Terdengar suara Sari berdecak. "Enam hari terakhir ini Mia dirawat karena tifus dan demam berdarah. Tapi sekarang dia sudah di rumahnya. Putar balik, kamu langsung ke rumah Mia sekarang juga.... Atau jangan, jangan, mampir dulu ke toko kue dan toko roti, baru ke sana..."

Setelah berkata begitu, Sari menutup teleponnya.

Harris melirik spion belakang, memastikan lalu lintas cukup sepi agar dia bisa menepi. Setelah mobilnya berhenti, dia segera mengecek status WhatsApp Mia. 
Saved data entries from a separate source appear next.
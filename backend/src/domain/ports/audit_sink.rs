//! Port for the append-only audit destination.

use async_trait::async_trait;

use crate::domain::AuditRecord;

use super::define_port_error;

define_port_error! {
    /// Errors raised while appending audit records.
    pub enum AuditSinkError {
        /// The destination could not be reached or written.
        Unavailable { message: String } => "audit sink unavailable: {message}",
        /// The record could not be encoded.
        Encoding { message: String } => "audit record encoding failed: {message}",
    }
}

/// Append-only destination receiving one structured record per mutation.
#[cfg_attr(test, mockall::automock)]
#[async_trait]
pub trait AuditSink: Send + Sync {
    /// Append `record`; existing entries are never rewritten.
    async fn append(&self, record: &AuditRecord) -> Result<(), AuditSinkError>;
}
Ada foto punggung tangan Mia yang diplester dengan sedikit darah merembes, sisa jarum infus. Tertulis: Halo, maaf baru sempat mengabari, enam hari ini aku dirawat, aku kena combo DB dan tifus 😅 Untuk chat aku balas pelan-pelan dan satu-satu, belum bisa pegang hape lama-lama karena masih suka pusing. 

Membaca itu, Harris langsung menaruh ponselnya di kursi penumpang samping, dan menjalankan mobilnya.

Di lampu merah pertama, Harris memutar balik arah mobilnya, menuju ke arah rumah Mia.